すると、クラスの中がざわつき始めた。何故だ?
「それは良い案だ、アンナ。殿下とナターリアならバランスも良い」
急に割り込んできたのは、トニーだった。(アンナに無理矢理キスしようとしてきた不届き者である)。しかし、アンナにとっては、最悪の人物でしかない。なんでこんなややこしい場面で出てくるのやら。
「殿下がナターリアと組むとなったら、アンナにエスコートを申し出てもなんら問題はない。ということで、俺はアンナにエスコートを申し出る」
トニーが演説でもするかのように、朗々と言い放つ。すると、クラス内の男子生徒も次々に俺も俺もと手を上げ始めた。
嘘でしょ!
男子生徒達に囲まれ、どんどん壁際に追い込まれる。鼻息の荒い男達の圧に、恐怖しかない。
めっちゃ怖い。
去年の悪夢が蘇る。このままいくと、また乱闘だ。頭に血が上った彼らは、殴り合いを始めたら、アンナのことなど眼中に入らなくなってしまう。去年はそのせいで怪我をしそうになった。(幸いにも校長先生の仲裁のお陰で事なきを得たが)
「やめて……わたくしのために、争わないで……」
人生でこんな台詞を吐くときが来るとは思わなかった。前世で自分に酔ったみたいにこの台詞を言ってるドラマのヒロインを見たことがあるが、正直、視聴者としては「何言ってんだww」と鼻で笑っていたものだ。でも、今なら分かる。自分のせいで、争うのは本当にやめてほしい。
「やめろ! アンナが怯えてる」
キール殿下の声が響く。と同時に、騒いでいた男子生徒達にも冷静さが戻っていく。
「……っ、キール殿下」
アンナは、キール殿下の背中に庇われていた。
さっきまで幼児化したのかなと思っていたけれど、今度は急に頼もしい背中を見せつけてくる。アンナを守ろうと、年上の男子生徒達を一人で睨み付けていた。その眼圧たるや、やはり王族のせいなのか、半端なく強い。その頼もしい後ろ姿に、今までに無い『きゅんっ』が生まれてしまう。

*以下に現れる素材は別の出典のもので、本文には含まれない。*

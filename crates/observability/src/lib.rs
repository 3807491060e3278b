//! Tracing/logging setup shared by the client binaries and tests.

/// Initialize process-wide logging with JSON output.
///
/// This is safe to call multiple times; subsequent calls become no-ops.
pub fn init() {
    self::tracing::init_with(LogFormat::Json);
}

pub use self::tracing::{LogFormat, ParseLogFormatError, init_with};

/// Tracing configuration (filters, layers).
pub mod tracing;
//! AI-generated summary records, as handed to the exporters.

use chrono::{DateTime, Utc};
use serde::{Deserialize, Serialize};

use crate::id::{ContentId, ProjectId, SummaryId};

/// Which level of the hierarchy a summary covers.
#[derive(Debug, Clone, Copy, PartialEq, Eq, Hash, Serialize, Deserialize, Default)]
#[serde(rename_all = "snake_case")]
pub enum SummaryType {
    #[default]
    Meeting,
    Project,
    Program,
    Portfolio,
}

impl SummaryType {
    pub fn label(&self) -> &'static str {
        match self {
            SummaryType::Meeting => "Meeting Summary",
            SummaryType::Project => "Project Summary",
            SummaryType::Program => "Program Summary",
            SummaryType::Portfolio => "Portfolio Summary",
        }
    }
}

#[derive(Debug, Clone, PartialEq, Eq, Serialize, Deserialize)]
pub struct Risk {
    pub title: String,
    #[serde(default, skip_serializing_if = "Option::is_none")]
    pub description: Option<String>,
    #[serde(default, skip_serializing_if = "Option::is_none")]
    pub severity: Option<String>,
    #[serde(default, skip_serializing_if = "Option::is_none")]
    pub mitigation: Option<String>,
}

#[derive(Debug, Clone, PartialEq, Eq, Serialize, Deserialize)]
pub struct Blocker {
    pub title: String,
    #[serde(default, skip_serializing_if = "Option::is_none")]
    pub description: Option<String>,
    #[serde(default, skip_serializing_if = "Option::is_none")]
    pub impact: Option<String>,
    #[serde(default, skip_serializing_if = "Option::is_none")]
    pub owner: Option<String>,
}

#[derive(Debug, Clone, PartialEq, Eq, Serialize, Deserialize)]
pub struct ActionItem {
    pub description: String,
    #[serde(default, skip_serializing_if = "Option::is_none")]
    pub assignee: Option<String>,
    #[serde(default, skip_serializing_if = "Option::is_none")]
    pub due_date: Option<String>,
    #[serde(default, skip_serializing_if = "Option::is_none")]
    pub urgency: Option<String>,
}

#[derive(Debug, Clone, PartialEq, Eq, Serialize, Deserialize)]
pub struct Decision {
    pub description: String,
    #[serde(default, skip_serializing_if = "Option::is_none")]
    pub importance: Option<String>,
    #[serde(default, skip_serializing_if = "Option::is_none")]
    pub rationale: Option<String>,
}

#[derive(Debug, Clone, PartialEq, Eq, Serialize, Deserialize)]
pub struct LessonLearned {
    pub title: String,
    #[serde(default, skip_serializing_if = "Option::is_none")]
    pub description: Option<String>,
    #[serde(default, skip_serializing_if = "Option::is_none")]
    pub category: Option<String>,
}

#[derive(Debug, Clone, PartialEq, Eq, Serialize, Deserialize)]
pub struct OpenQuestion {
    pub question: String,
    #[serde(default, skip_serializing_if = "Option::is_none")]
    pub raised_by: Option<String>,
}

/// A single summary with its optional sections.
///
/// Empty sections are skipped on serialization and default to empty on
/// deserialization, so a JSON export reads back to an equal record.
#[derive(Debug, Clone, PartialEq, Eq, Serialize, Deserialize)]
pub struct SummaryRecord {
    pub id: SummaryId,
    #[serde(default, skip_serializing_if = "Option::is_none")]
    pub project_id: Option<ProjectId>,
    #[serde(default, skip_serializing_if = "Option::is_none")]
    pub content_id: Option<ContentId>,
    #[serde(default)]
    pub summary_type: SummaryType,
    pub subject: String,
    pub body: String,
    pub created_at: DateTime<Utc>,
    #[serde(default, skip_serializing_if = "Option::is_none")]
    pub created_by: Option<String>,

    #[serde(default, skip_serializing_if = "Vec::is_empty")]
    pub key_points: Vec<String>,
    #[serde(default, skip_serializing_if = "Vec::is_empty")]
    pub risks: Vec<Risk>,
    #[serde(default, skip_serializing_if = "Vec::is_empty")]
    pub blockers: Vec<Blocker>,
    #[serde(default, skip_serializing_if = "Vec::is_empty")]
    pub action_items: Vec<ActionItem>,
    #[serde(default, skip_serializing_if = "Vec::is_empty")]
    pub decisions: Vec<Decision>,
    #[serde(default, skip_serializing_if = "Vec::is_empty")]
    pub agenda: Vec<String>,
    #[serde(default, skip_serializing_if = "Vec::is_empty")]
    pub lessons_learned: Vec<LessonLearned>,
    #[serde(default, skip_serializing_if = "Vec::is_empty")]
    pub open_questions: Vec<OpenQuestion>,
}

impl SummaryRecord {
    /// A summary with only the mandatory parts filled in.
    pub fn new(subject: impl Into<String>, body: impl Into<String>) -> Self {
        Self {
            id: SummaryId::generate(),
            project_id: None,
            content_id: None,
            summary_type: SummaryType::default(),
            subject: subject.into(),
            body: body.into(),
            created_at: Utc::now(),
            created_by: None,
            key_points: Vec::new(),
            risks: Vec::new(),
            blockers: Vec::new(),
            action_items: Vec::new(),
            decisions: Vec::new(),
            agenda: Vec::new(),
            lessons_learned: Vec::new(),
            open_questions: Vec::new(),
        }
    }
}

impl Risk {
    pub fn new(title: impl Into<String>) -> Self {
        Self { title: title.into(), description: None, severity: None, mitigation: None }
    }
}

impl Blocker {
    pub fn new(title: impl Into<String>) -> Self {
        Self { title: title.into(), description: None, impact: None, owner: None }
    }
}

impl ActionItem {
    pub fn new(description: impl Into<String>) -> Self {
        Self { description: description.into(), assignee: None, due_date: None, urgency: None }
    }
}

impl Decision {
    pub fn new(description: impl Into<String>) -> Self {
        Self { description: description.into(), importance: None, rationale: None }
    }
}

impl LessonLearned {
    pub fn new(title: impl Into<String>) -> Self {
        Self { title: title.into(), description: None, category: None }
    }
}

impl OpenQuestion {
    pub fn new(question: impl Into<String>) -> Self {
        Self { question: question.into(), raised_by: None }
    }
}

ずるい。可愛いだけで無く、イケメンで、強くて、守ってくるだなんて。
「アンナ、俺にしとけよ。そうすれば……その、話は丸く収まるだろ?」
キール殿下が伺うように、ちらっと振り返った。
んがぁぁぁ、萌え死ぬ! さっきまでバリイケメン王子様だったくせに、瞬時に子犬化するとか、わたしをどーしたいんだよ! とアンナは心の中で叫びまくる。
もう、今回に関しては白旗だ。
「わ、わかりましたわ。殿下にエスコートをお願いいたします」
アンナは萌えが飛び出ないよう、我慢して言った。我慢のせいで握りしめた拳が震えてしまったけれど、まぁ些細なことだ。